I just got an e-mail from the Beloved and Fabulous Ms. Bastard-Beloved and she asked me what was on the agenda for life in Lloyd today. I replied, "I've already taken the trash and recycle so my work here is DONE! Haha!"
This is the level of communication which Ms. Bastard-Beloved and I share. It's a precious thing.
Anyway, I got all the laundry done yesterday AND went to town and saw the NP. She's a funny little thing. I always cry when I talk to her and she always reaches into a drawer and finds one of those take-away packs of Kleenex and she struggles with it and hands me one with about as much compassion as she would in handing me a paper towel after a pap smear and pelvic.
I cried because I was telling her about Jessie Moon graduating and leaving town. She said, "Well, that's a big transition for you, too."
Uh. Yes. Yes, it is.
She doesn't know that this patient of hers is the most self-examined woman in the world. Not her fault.
She recommended some blood tests for hormone levels and some saliva tests for adrenal levels and some supplements. So okay.
I drove to the New Thief Market, as we so lovingly call our Co-op. I got the supplements and a bag of apples.

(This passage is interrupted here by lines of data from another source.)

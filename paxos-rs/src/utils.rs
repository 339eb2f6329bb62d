//! Helpers shared by the roles.

use log::error;
use px_data::{Member, PaxosMsg, ViewNumber};

use crate::traits::CommLayer;

/// Next view owned by the member at `position`:
/// `((previous / group_size) + 1) * group_size + position`.
/// Unique across members and strictly greater than `previous`.
#[inline]
pub fn next_view_number(previous: ViewNumber, group_size: usize, position: usize) -> ViewNumber {
    let n = group_size as ViewNumber;
    (previous / n + 1) * n + position as ViewNumber
}

pub(crate) fn encode_or_log(msg: &PaxosMsg) -> Option<Vec<u8>> {
    match msg.encode() {
        Ok(buf) => Some(buf),
        Err(e) => {
            error!("drop {}: {}", msg, e);
            None
        }
    }
}

pub(crate) fn send_msg(comm: &dyn CommLayer, to: &Member, msg: &PaxosMsg) {
    if let Some(buf) = encode_or_log(msg) {
        comm.send_to(to, &buf);
    }
}

#[test]
fn test_next_view_number() {
    // 3 members, position 2 is the default leader.
    assert_eq!(next_view_number(0, 3, 2), 5);
    assert_eq!(next_view_number(5, 3, 1), 7);
    assert_eq!(next_view_number(7, 3, 2), 11);
    // views of different members never collide
    assert_ne!(next_view_number(9, 3, 0), next_view_number(9, 3, 1));
}
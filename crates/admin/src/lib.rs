//! Author Desk admin library.
//!
//! Everything behind the front-ends: session handling, view routing, the
//! author store and its persistence, transient notifications and the text
//! screens. [`state::App`] ties them together.
//!
//! # Security
//!
//! The login check compares against two fixed profiles and is not a real
//! access control mechanism. See [`services::auth`].

#![cfg_attr(not(test), forbid(unsafe_code))]

pub mod components;
pub mod config;
pub mod db;
pub mod error;
pub mod filters;
pub mod models;
pub mod routes;
pub mod services;
pub mod state;

pub use state::{App, messages};
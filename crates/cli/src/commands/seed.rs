//! Write the seed collection to the data directory.

use tracing::{info, warn};

use author_desk_admin::config::AdminConfig;
use author_desk_admin::db::{AuthorRepository, FileSlot, KeyValueSlot, RepositoryError};

/// Outcome of a seed request.
#[derive(Debug, Clone, Copy, PartialEq, Eq)]
pub enum SeedOutcome {
    /// The seed collection was written; holds its length.
    Written(usize),
    /// Stored data exists and `force` was not given; holds its length.
    Kept(usize),
}

/// Store the seed collection unless data exists and `force` is false.
///
/// Unreadable stored data counts as absent.
///
/// # Errors
///
/// Returns `RepositoryError` if the seed cannot be written.
pub fn seed(slot: impl KeyValueSlot + 'static, force: bool) -> Result<SeedOutcome, RepositoryError> {
    let repo = AuthorRepository::new(slot);

    let existing = match repo.try_load() {
        Ok(existing) => existing,
        Err(e) => {
            warn!(error = %e, "Stored authors unreadable, overwriting");
            None
        }
    };

    if let Some(existing) = existing
        && !force
    {
        return Ok(SeedOutcome::Kept(existing.len()));
    }

    let authors = repo.reset()?;
    Ok(SeedOutcome::Written(authors.len()))
}

/// Seed the configured data directory.
///
/// # Errors
///
/// Returns an error if data exists and `force` is false, or if writing fails.
pub fn run(config: &AdminConfig, force: bool) -> Result<(), Box<dyn std::error::Error>> {
    match seed(FileSlot::new(&config.data_dir), force)? {
        SeedOutcome::Written(count) => {
            info!(count, data_dir = %config.data_dir.display(), "Seed authors written");
            Ok(())
        }
        SeedOutcome::Kept(count) => Err(format!(
            "{} already holds {count} authors; pass --force to overwrite",
            config.data_dir.display()
        )
        .into()),
    }
}
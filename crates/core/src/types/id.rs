//! Newtype IDs for type-safe entity references.
//!
//! Use the `define_id!` macro to create type-safe ID wrappers that prevent
//! accidentally mixing IDs from different entity types.

/// Macro to define a type-safe ID wrapper.
///
/// Creates a newtype wrapper around `i32` with:
/// - `Serialize`/`Deserialize` with `#[serde(transparent)]`
/// - `Debug`, `Clone`, `Copy`, `PartialEq`, `Eq`, `Hash`, `PartialOrd`, `Ord`
/// - Conversion methods: `new()`, `as_i32()`, `checked_next()`
/// - `From<i32>`, `Into<i32>` and `FromStr` implementations
///
/// # Example
///
/// ```rust
/// # use author_desk_core::define_id;
/// define_id!(BookId);
/// define_id!(ShelfId);
///
/// let book_id = BookId::new(1);
/// let shelf_id = ShelfId::new(1);
///
/// // These are different types, so this won't compile:
/// // let _: BookId = shelf_id;
/// assert_eq!(book_id.checked_next(), Some(BookId::new(2)));
/// ```
#[macro_export]
macro_rules! define_id {
    ($name:ident) => {
        #[derive(
            Debug,
            Clone,
            Copy,
            PartialEq,
            Eq,
            Hash,
            PartialOrd,
            Ord,
            ::serde::Serialize,
            ::serde::Deserialize
        )]
        #[serde(transparent)]
        pub struct $name(i32);

        impl $name {
            /// Create a new ID from an i32 value.
            #[must_use]
            pub const fn new(id: i32) -> Self {
                Self(id)
            }

            /// Get the underlying i32 value.
            #[must_use]
            pub const fn as_i32(&self) -> i32 {
                self.0
            }

            /// The ID that follows this one, or `None` past `i32::MAX`.
            #[must_use]
            pub const fn checked_next(&self) -> Option<Self> {
                match self.0.checked_add(1) {
                    Some(next) => Some(Self(next)),
                    None => None,
                }
            }
        }

        impl ::core::fmt::Display for $name {
            fn fmt(&self, f: &mut ::core::fmt::Formatter<'_>) -> ::core::fmt::Result {
                write!(f, "{}", self.0)
            }
        }

        impl ::core::str::FromStr for $name {
            type Err = ::core::num::ParseIntError;

            fn from_str(s: &str) -> ::core::result::Result<Self, Self::Err> {
                s.trim().parse::<i32>().map(Self)
            }
        }

        impl From<i32> for $name {
            fn from(id: i32) -> Self {
                Self(id)
            }
        }

        impl From<$name> for i32 {
            fn from(id: $name) -> Self {
                id.0
            }
        }
    };
}

define_id!(AuthorId);
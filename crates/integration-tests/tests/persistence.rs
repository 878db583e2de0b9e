//! File-backed storage across app restarts.

#![allow(clippy::unwrap_used)]

use std::time::Duration;

use author_desk_admin::db::{AUTHORS_KEY, AuthorRepository, FileSlot, KeyValueSlot, seed_authors};
use author_desk_core::{AuthorDraft, AuthorId};
use author_desk_integration_tests::{file_app, secret};

const TTL: Duration = Duration::from_secs(3);

#[tokio::test]
async fn test_changes_survive_restart() {
    let dir = tempfile::tempdir().unwrap();

    {
        let mut app = file_app(dir.path(), TTL);
        app.login("admin", &secret("admin")).unwrap();
        app.add_author(AuthorDraft::new("Rūdolfs", "Blaumanis", "Writer.")).unwrap();
        app.delete_author(AuthorId::new(1)).unwrap();
    }

    let app = file_app(dir.path(), TTL);
    let names: Vec<String> = app.authors().iter().map(|a| a.full_name()).collect();
    assert_eq!(
        names,
        vec!["Anna Liepiņa", "Pēteris Kalniņš", "Līga Ozoliņa", "Rūdolfs Blaumanis"]
    );
    // Session is not persisted
    assert!(!app.session().is_authenticated());
}

#[tokio::test]
async fn test_fresh_directory_shows_seed_without_writing() {
    let dir = tempfile::tempdir().unwrap();
    let app = file_app(&dir.path().join("nested"), TTL);

    assert_eq!(app.authors(), seed_authors().as_slice());
    assert!(FileSlot::new(dir.path().join("nested")).get(AUTHORS_KEY).unwrap().is_none());
}

#[tokio::test]
async fn test_corrupt_file_falls_back_to_seed() {
    let dir = tempfile::tempdir().unwrap();
    std::fs::write(dir.path().join("authors.json"), "[{\"id\":").unwrap();

    let app = file_app(dir.path(), TTL);
    assert_eq!(app.authors(), seed_authors().as_slice());
}

#[test]
fn test_empty_collection_stays_empty() {
    let dir = tempfile::tempdir().unwrap();
    let repo = AuthorRepository::new(FileSlot::new(dir.path()));
    repo.save(&[]).unwrap();

    assert!(repo.load().is_empty());
}
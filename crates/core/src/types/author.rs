//! Author record types.

use serde::{Deserialize, Serialize};

use super::id::AuthorId;

/// An author record.
///
/// Serialized with camelCase field names (`firstName`, `lastName`) so the
/// persisted collection keeps its established shape.
#[derive(Debug, Clone, PartialEq, Eq, Serialize, Deserialize)]
#[serde(rename_all = "camelCase")]
pub struct Author {
    /// Store-assigned identity, unique within the collection.
    pub id: AuthorId,
    pub first_name: String,
    pub last_name: String,
    pub bio: String,
}

impl Author {
    /// Build a record from a draft and an assigned ID.
    #[must_use]
    pub fn from_draft(id: AuthorId, draft: AuthorDraft) -> Self {
        Self {
            id,
            first_name: draft.first_name,
            last_name: draft.last_name,
            bio: draft.bio,
        }
    }

    /// First and last name joined by a space.
    #[must_use]
    pub fn full_name(&self) -> String {
        format!("{} {}", self.first_name, self.last_name)
    }
}

/// An author that has not been assigned an ID yet.
#[derive(Debug, Clone, Default, PartialEq, Eq, Serialize, Deserialize)]
#[serde(rename_all = "camelCase")]
pub struct AuthorDraft {
    pub first_name: String,
    pub last_name: String,
    pub bio: String,
}

impl AuthorDraft {
    /// Create a draft from its three fields.
    #[must_use]
    pub fn new(
        first_name: impl Into<String>,
        last_name: impl Into<String>,
        bio: impl Into<String>,
    ) -> Self {
        Self {
            first_name: first_name.into(),
            last_name: last_name.into(),
            bio: bio.into(),
        }
    }
}

impl From<Author> for AuthorDraft {
    fn from(author: Author) -> Self {
        Self {
            first_name: author.first_name,
            last_name: author.last_name,
            bio: author.bio,
        }
    }
}
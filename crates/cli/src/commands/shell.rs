//! Interactive console shell.
//!
//! Reads one command per line, applies it to an [`App`] and prints the
//! resulting screen. The loop awaits input on the Tokio runtime, so the
//! notification countdown keeps running between commands.

use std::str::FromStr;

use secrecy::SecretString;
use thiserror::Error;
use tokio::io::{AsyncBufRead, AsyncBufReadExt, AsyncWrite, AsyncWriteExt};
use tracing::{debug, info};

use author_desk_admin::App;
use author_desk_admin::config::AdminConfig;
use author_desk_admin::error::AppError;
use author_desk_admin::models::FormField;
use author_desk_admin::routes::View;
use author_desk_core::AuthorId;

const PROMPT: &str = "> ";

const HELP: &str = "\
Commands:
  browse | admin | login       switch view
  login <user> <password>      log in
  logout                       log out
  search [term]                filter authors by name (no term clears)
  new                          open an empty author form
  edit <id>                    open the form for an author
  set <first|last|bio> <text>  fill a form field
  save | cancel                submit or discard the form
  delete <id>                  delete an author
  help                         show this text
  quit                         exit
";

/// Errors from parsing a shell line.
#[derive(Debug, Clone, PartialEq, Eq, Error)]
pub enum ParseError {
    #[error("Empty command")]
    Empty,

    #[error("Unknown command '{0}' (type 'help')")]
    UnknownCommand(String),

    #[error("Missing argument: {0}")]
    MissingArgument(&'static str),

    #[error("Invalid author id '{0}'")]
    InvalidId(String),

    #[error("Unknown field '{0}' (expected first, last or bio)")]
    UnknownField(String),
}

/// One parsed shell command.
#[derive(Debug)]
pub enum ShellCommand {
    Navigate(View),
    Login {
        username: String,
        password: SecretString,
    },
    Logout,
    Search(String),
    New,
    Edit(AuthorId),
    Set {
        field: FormField,
        value: String,
    },
    Save,
    Cancel,
    Delete(AuthorId),
    Help,
    Quit,
}

impl ShellCommand {
    /// Parse one input line.
    ///
    /// The first word is the command. `search` and `set` keep the rest of
    /// the line verbatim so values may contain spaces.
    ///
    /// # Errors
    ///
    /// Returns a `ParseError` describing why the line is not a command.
    pub fn parse(line: &str) -> Result<Self, ParseError> {
        let line = line.trim();
        if line.is_empty() {
            return Err(ParseError::Empty);
        }

        let (name, rest) = split_word(line);
        match name {
            "browse" => Ok(Self::Navigate(View::Browse)),
            "admin" => Ok(Self::Navigate(View::AdminPanel)),
            "login" if rest.is_empty() => Ok(Self::Navigate(View::Login)),
            "login" => {
                let (username, password) = split_word(rest);
                if password.is_empty() {
                    return Err(ParseError::MissingArgument("password"));
                }
                Ok(Self::Login {
                    username: username.to_string(),
                    password: SecretString::from(password),
                })
            }
            "logout" => Ok(Self::Logout),
            "search" => Ok(Self::Search(rest.to_string())),
            "new" => Ok(Self::New),
            "edit" => parse_id(rest).map(Self::Edit),
            "set" => {
                let (field, value) = split_word(rest);
                if field.is_empty() {
                    return Err(ParseError::MissingArgument("field"));
                }
                let field = FormField::from_str(field)
                    .map_err(|_| ParseError::UnknownField(field.to_string()))?;
                Ok(Self::Set {
                    field,
                    value: value.to_string(),
                })
            }
            "save" => Ok(Self::Save),
            "cancel" => Ok(Self::Cancel),
            "delete" => parse_id(rest).map(Self::Delete),
            "help" | "?" => Ok(Self::Help),
            "quit" | "exit" => Ok(Self::Quit),
            other => Err(ParseError::UnknownCommand(other.to_string())),
        }
    }
}

/// Split off the first whitespace-delimited word; the remainder is trimmed.
fn split_word(s: &str) -> (&str, &str) {
    s.split_once(char::is_whitespace)
        .map_or((s, ""), |(word, rest)| (word, rest.trim()))
}

fn parse_id(raw: &str) -> Result<AuthorId, ParseError> {
    if raw.is_empty() {
        return Err(ParseError::MissingArgument("id"));
    }
    raw.parse()
        .map_err(|_| ParseError::InvalidId(raw.to_string()))
}

/// Apply a command to the app. `Help` and `Quit` are handled by the loop.
///
/// A rejected login is not an error here: the app has already posted the
/// failure notification.
fn apply(app: &mut App, command: ShellCommand) -> Result<(), AppError> {
    match command {
        ShellCommand::Navigate(view) => {
            app.navigate(view);
        }
        ShellCommand::Login { username, password } => {
            if let Err(e) = app.login(&username, &password) {
                debug!(error = %e, "Shell login rejected");
            }
        }
        ShellCommand::Logout => app.logout(),
        ShellCommand::Search(term) => app.set_search(term),
        ShellCommand::New => app.open_new_form()?,
        ShellCommand::Edit(id) => app.open_edit_form(id)?,
        ShellCommand::Set { field, value } => app.set_form_field(field, value)?,
        ShellCommand::Save => {
            app.submit_form()?;
        }
        ShellCommand::Cancel => app.cancel_form(),
        ShellCommand::Delete(id) => {
            app.delete_author(id)?;
        }
        ShellCommand::Help | ShellCommand::Quit => {}
    }
    Ok(())
}

/// Drive `app` from `input` until end of input or `quit`, writing screens
/// to `output`.
///
/// # Errors
///
/// Returns an error if reading input, writing output or rendering fails.
pub async fn drive<R, W>(app: &mut App, input: R, output: &mut W) -> Result<(), Box<dyn std::error::Error>>
where
    R: AsyncBufRead + Unpin,
    W: AsyncWrite + Unpin,
{
    let mut lines = input.lines();
    write_screen(app, output).await?;

    while let Some(line) = lines.next_line().await? {
        match ShellCommand::parse(&line) {
            Ok(ShellCommand::Quit) => {
                debug!("Quit requested");
                break;
            }
            Ok(ShellCommand::Help) => {
                output.write_all(HELP.as_bytes()).await?;
                output.write_all(PROMPT.as_bytes()).await?;
                output.flush().await?;
                continue;
            }
            Ok(command) => {
                if let Err(e) = apply(app, command) {
                    output.write_all(format!("! {e}\n").as_bytes()).await?;
                }
            }
            // A blank line redraws the screen
            Err(ParseError::Empty) => {}
            Err(e) => {
                output.write_all(format!("! {e}\n").as_bytes()).await?;
            }
        }
        write_screen(app, output).await?;
    }

    Ok(())
}

async fn write_screen<W>(app: &App, output: &mut W) -> Result<(), Box<dyn std::error::Error>>
where
    W: AsyncWrite + Unpin,
{
    let screen = app.render()?;
    output.write_all(screen.as_bytes()).await?;
    output.write_all(PROMPT.as_bytes()).await?;
    output.flush().await?;
    Ok(())
}

/// Run the shell on stdin/stdout.
///
/// # Errors
///
/// Returns an error if terminal I/O or rendering fails.
pub async fn run(config: &AdminConfig) -> Result<(), Box<dyn std::error::Error>> {
    info!(data_dir = %config.data_dir.display(), "Starting shell");
    let mut app = App::open(config);

    let stdin = tokio::io::BufReader::new(tokio::io::stdin());
    let mut stdout = tokio::io::stdout();
    drive(&mut app, stdin, &mut stdout).await?;

    info!("Shell closed");
    Ok(())
}

#[cfg(test)]
#[allow(clippy::unwrap_used)]
mod tests {
    use secrecy::ExposeSecret;

    use author_desk_admin::db::{AuthorRepository, MemorySlot};
    use author_desk_admin::services::{AuthorStore, NotificationChannel};

    use super::*;

    fn app() -> App {
        let store = AuthorStore::open(AuthorRepository::new(MemorySlot::new()));
        App::new(store, NotificationChannel::default())
    }

    async fn session(input: &str) -> (App, String) {
        let mut app = app();
        let mut out = Vec::new();
        drive(&mut app, input.as_bytes(), &mut out).await.unwrap();
        (app, String::from_utf8(out).unwrap())
    }

    #[test]
    fn test_parse_navigation() {
        assert!(matches!(ShellCommand::parse("browse"), Ok(ShellCommand::Navigate(View::Browse))));
        assert!(matches!(ShellCommand::parse("  admin "), Ok(ShellCommand::Navigate(View::AdminPanel))));
        assert!(matches!(ShellCommand::parse("login"), Ok(ShellCommand::Navigate(View::Login))));
    }

    #[test]
    fn test_parse_login() {
        let Ok(ShellCommand::Login { username, password }) = ShellCommand::parse("login admin admin") else {
            panic!("expected login");
        };
        assert_eq!(username, "admin");
        assert_eq!(password.expose_secret(), "admin");

        assert_eq!(
            ShellCommand::parse("login admin").unwrap_err(),
            ParseError::MissingArgument("password")
        );
    }

    #[test]
    fn test_parse_search_keeps_spaces() {
        let Ok(ShellCommand::Search(term)) = ShellCommand::parse("search  Anna Liep ") else {
            panic!("expected search");
        };
        assert_eq!(term, "Anna Liep");
        assert!(matches!(ShellCommand::parse("search"), Ok(ShellCommand::Search(t)) if t.is_empty()));
    }

    #[test]
    fn test_parse_set() {
        let Ok(ShellCommand::Set { field, value }) = ShellCommand::parse("set bio Poet and critic.") else {
            panic!("expected set");
        };
        assert_eq!(field, FormField::Bio);
        assert_eq!(value, "Poet and critic.");

        assert_eq!(
            ShellCommand::parse("set middle X").unwrap_err(),
            ParseError::UnknownField("middle".to_string())
        );
        assert_eq!(ShellCommand::parse("set").unwrap_err(), ParseError::MissingArgument("field"));
    }

    #[test]
    fn test_parse_ids() {
        assert!(matches!(ShellCommand::parse("edit 3"), Ok(ShellCommand::Edit(id)) if id == AuthorId::new(3)));
        assert!(matches!(ShellCommand::parse("delete 4"), Ok(ShellCommand::Delete(id)) if id == AuthorId::new(4)));
        assert_eq!(ShellCommand::parse("edit").unwrap_err(), ParseError::MissingArgument("id"));
        assert_eq!(
            ShellCommand::parse("delete four").unwrap_err(),
            ParseError::InvalidId("four".to_string())
        );
    }

    #[test]
    fn test_parse_errors() {
        assert_eq!(ShellCommand::parse("   ").unwrap_err(), ParseError::Empty);
        assert_eq!(
            ShellCommand::parse("dance").unwrap_err(),
            ParseError::UnknownCommand("dance".to_string())
        );
        assert!(matches!(ShellCommand::parse("quit"), Ok(ShellCommand::Quit)));
        assert!(matches!(ShellCommand::parse("?"), Ok(ShellCommand::Help)));
    }

    #[tokio::test]
    async fn test_drive_admin_adds_author() {
        let (app, out) = session(
            "login admin admin\nadmin\nnew\nset first Rūdolfs\nset last Blaumanis\nset bio Writer.\nsave\nquit\n",
        )
        .await;

        assert_eq!(app.authors().len(), 5);
        assert!(out.contains(">> Author added successfully!"));
        assert!(out.contains("Blaumanis"));
    }

    #[tokio::test]
    async fn test_drive_reports_errors_and_continues() {
        let (app, out) = session("bogus\ndelete 1\nlogin user user\nadmin\n").await;

        assert!(out.contains("! Unknown command 'bogus'"));
        assert!(out.contains("! Forbidden"));
        assert!(out.contains("You do not have permission to access the admin panel."));
        assert_eq!(app.authors().len(), 4);
    }

    #[tokio::test]
    async fn test_drive_delete_refused_while_editing() {
        let (app, out) = session("login admin admin\nadmin\nedit 2\ndelete 2\ncancel\n").await;

        assert!(out.contains("! Save or cancel the open author form first"));
        assert_eq!(app.authors().len(), 4);
        assert!(app.form().is_none());
    }

    #[tokio::test]
    async fn test_drive_failed_login_is_notified() {
        let (app, out) = session("login admin nope\n").await;
        assert!(out.contains(">> Invalid username or password."));
        assert!(!app.session().is_authenticated());
    }

    #[tokio::test]
    async fn test_drive_help_and_quit_stop_reading() {
        let (_, out) = session("help\nquit\nlogin admin admin\n").await;
        assert!(out.contains("set <first|last|bio> <text>"));
        assert!(!out.contains("Logged in successfully"));
    }
}
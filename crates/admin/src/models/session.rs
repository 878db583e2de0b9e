//! Session-related types for authentication.

use author_desk_core::Role;

/// Authentication state.
///
/// Fields are private so the pairing holds: a session is authenticated
/// exactly when its role is not [`Role::None`].
#[derive(Debug, Clone, Copy, PartialEq, Eq, Default)]
pub struct Session {
    authenticated: bool,
    role: Role,
}

/// The three states a session moves between.
#[derive(Debug, Clone, Copy, PartialEq, Eq)]
pub enum SessionState {
    LoggedOut,
    LoggedInUser,
    LoggedInAdmin,
}

impl Session {
    /// A session nobody is logged into.
    #[must_use]
    pub const fn logged_out() -> Self {
        Self {
            authenticated: false,
            role: Role::None,
        }
    }

    /// A session logged in with `role`. `Role::None` yields a logged-out session.
    #[must_use]
    pub const fn logged_in(role: Role) -> Self {
        Self {
            authenticated: !matches!(role, Role::None),
            role,
        }
    }

    #[must_use]
    pub const fn is_authenticated(&self) -> bool {
        self.authenticated
    }

    #[must_use]
    pub const fn role(&self) -> Role {
        self.role
    }

    #[must_use]
    pub const fn is_admin(&self) -> bool {
        self.role.is_admin()
    }

    #[must_use]
    pub const fn state(&self) -> SessionState {
        match self.role {
            Role::None => SessionState::LoggedOut,
            Role::User => SessionState::LoggedInUser,
            Role::Admin => SessionState::LoggedInAdmin,
        }
    }
}
//! Author search.

use author_desk_core::Author;

/// Filter authors by a case-insensitive substring of first or last name.
///
/// An empty term matches every author. Order is preserved.
#[must_use]
pub fn filter<'a>(authors: &'a [Author], term: &str) -> Vec<&'a Author> {
    let needle = term.to_lowercase();
    authors
        .iter()
        .filter(|author| matches(author, &needle))
        .collect()
}

fn matches(author: &Author, needle: &str) -> bool {
    needle.is_empty()
        || author.first_name.to_lowercase().contains(needle)
        || author.last_name.to_lowercase().contains(needle)
}

#[cfg(test)]
mod tests {
    use author_desk_core::{AuthorDraft, AuthorId};

    use super::*;
    use crate::db::seed_authors;

    fn names(authors: &[&Author]) -> Vec<String> {
        authors.iter().map(|a| a.full_name()).collect()
    }

    #[test]
    fn test_empty_term_returns_all_in_order() {
        let seed = seed_authors();
        let found = filter(&seed, "");
        assert_eq!(found.len(), seed.len());
        assert!(found.iter().zip(&seed).all(|(a, b)| *a == b));
    }

    #[test]
    fn test_case_insensitive_first_name() {
        let seed = seed_authors();
        assert_eq!(names(&filter(&seed, "ANNA")), vec!["Anna Liepiņa"]);
    }

    #[test]
    fn test_matches_last_name_with_diacritics() {
        let seed = seed_authors();
        assert_eq!(names(&filter(&seed, "OZOLIŅA")), vec!["Līga Ozoliņa"]);
        assert_eq!(
            names(&filter(&seed, "iņ")),
            vec!["Jānis Bērziņš", "Anna Liepiņa", "Pēteris Kalniņš", "Līga Ozoliņa"]
        );
    }

    #[test]
    fn test_bio_is_not_searched() {
        let seed = seed_authors();
        assert!(filter(&seed, "dzejnieks").is_empty());
    }

    #[test]
    fn test_term_spanning_first_and_last_name_does_not_match() {
        let authors = vec![Author::from_draft(
            AuthorId::new(1),
            AuthorDraft::new("Anna", "Liepiņa", ""),
        )];
        assert!(filter(&authors, "anna liepiņa").is_empty());
    }
}
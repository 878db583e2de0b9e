//! Authentication error types.

use thiserror::Error;

/// Errors that can occur during login.
#[derive(Debug, Clone, PartialEq, Eq, Error)]
pub enum AuthError {
    /// Username and password did not match any profile.
    #[error("invalid username or password")]
    InvalidCredentials,
}
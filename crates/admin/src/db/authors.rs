//! Author collection persistence.
//!
//! The whole collection is one JSON array stored under [`AUTHORS_KEY`].

use tracing::{debug, instrument, warn};

use author_desk_core::{Author, AuthorDraft, AuthorId};

use super::{KeyValueSlot, RepositoryError};

/// Slot key holding the author collection.
pub const AUTHORS_KEY: &str = "authors";

/// The collection used when nothing usable is stored yet.
#[must_use]
pub fn seed_authors() -> Vec<Author> {
    [
        ("Jānis", "Bērziņš", "Latvian writer and poet."),
        ("Anna", "Liepiņa", "Author of contemporary novels."),
        ("Pēteris", "Kalniņš", "Researcher of historical works."),
        ("Līga", "Ozoliņa", "Children's book illustrator."),
    ]
    .into_iter()
    .zip(1..)
    .map(|((first, last, bio), id)| {
        Author::from_draft(AuthorId::new(id), AuthorDraft::new(first, last, bio))
    })
    .collect()
}

/// Repository for the persisted author collection.
pub struct AuthorRepository {
    slot: Box<dyn KeyValueSlot>,
}

impl std::fmt::Debug for AuthorRepository {
    fn fmt(&self, f: &mut std::fmt::Formatter<'_>) -> std::fmt::Result {
        f.debug_struct("AuthorRepository")
            .field("key", &AUTHORS_KEY)
            .finish_non_exhaustive()
    }
}

impl AuthorRepository {
    /// Create a repository over the given slot.
    #[must_use]
    pub fn new(slot: impl KeyValueSlot + 'static) -> Self {
        Self {
            slot: Box::new(slot),
        }
    }

    /// Load the collection, falling back to the seed collection.
    ///
    /// An absent slot, an unreadable slot, and unparsable contents all
    /// yield [`seed_authors`]. None of these are surfaced to the caller.
    #[instrument(skip(self))]
    pub fn load(&self) -> Vec<Author> {
        match self.try_load() {
            Ok(Some(authors)) => {
                debug!(count = authors.len(), "Loaded authors from slot");
                authors
            }
            Ok(None) => {
                debug!("Slot empty, using seed authors");
                seed_authors()
            }
            Err(e) => {
                warn!(error = %e, "Failed to load authors, using seed authors");
                seed_authors()
            }
        }
    }

    /// Load the collection without any fallback.
    ///
    /// # Errors
    ///
    /// Returns an error if the slot cannot be read or its contents do not parse.
    pub fn try_load(&self) -> Result<Option<Vec<Author>>, RepositoryError> {
        let Some(raw) = self.slot.get(AUTHORS_KEY)? else {
            return Ok(None);
        };
        let authors = serde_json::from_str(&raw)?;
        Ok(Some(authors))
    }

    /// Write the full collection to the slot.
    ///
    /// # Errors
    ///
    /// Returns an error if serialization or the slot write fails.
    pub fn save(&self, authors: &[Author]) -> Result<(), RepositoryError> {
        let raw = serde_json::to_string(authors)?;
        self.slot.set(AUTHORS_KEY, &raw)
    }

    /// Overwrite the slot with the seed collection and return it.
    ///
    /// # Errors
    ///
    /// Returns an error if the slot write fails.
    pub fn reset(&self) -> Result<Vec<Author>, RepositoryError> {
        let authors = seed_authors();
        self.save(&authors)?;
        Ok(authors)
    }
}
//! Core types for Author Desk.
//!
//! This module provides type-safe wrappers for common domain concepts.

pub mod author;
pub mod id;
pub mod role;

pub use author::{Author, AuthorDraft};
pub use id::*;
pub use role::Role;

Then I drove to Publix where I picked up my Lexapro and some groceries including a lovely, tiny piece of salmon that I cooked for myself last night with an entire bag of spinach and green onions and red peppers. Mr. Moon called while I was cooking the onions and peppers. "What should I eat for dinner?" he asked me.
I promised to make him a little baked organic chicken and some broccoli tonight. What more could I do?
I love that he trusts me with his nutritional needs. We decided one night recently that the reason Pearl is still alive (and I just checked- she is) is that she's been eating my food for all these years. Forget those high-dollar dog foods. Give them the cheap shit and supplement with good human food. And plenty of deer liver during hunting season.
Well. Works for us.
Anyway, where was I? Oh yeah, Publix. I was depressed yesterday. And anxious. Depressed and anxious. Ooh boy. Bad combo. Like a crack addict paired up with a meth addict. Nothing can go wrong with THAT plan, right?
So when I went to bed last night I was pret-ty, pret-ty proud that I'd done what I'd done during the day. Taken a walk, gotten the laundry done, gone to town, taken care of medical situations, made a long overdue appointment to get my teeth cleaned, made an appointment for Mr. Moon to have his dental problem checked out, AND cooked myself a lovely piece of salmon. With all those vegetables.
So. Trash and recycle and now Owen's coming and tonight the chicken and broccoli and here we are. I'm trying like hell to make myself keep the chickens in the coop because I know that if I did that for a couple of days they'd start laying in their nest again but honestly, I'm so nuts that I'd rather see chickens scratching around the yard being all happy and shit than I care about eggs. My pioneer foremothers are laughing their asses off.
So that's me today. I am certainly not Super Woman. I am Barely Adequate Woman and think I deserve some sort of sparkly tiara for taking the trash. And planning to cook broccoli.
Don't forget that.
Be productive, y'all! Use me as the bar to judge yourselves. It'll make you feel so much better.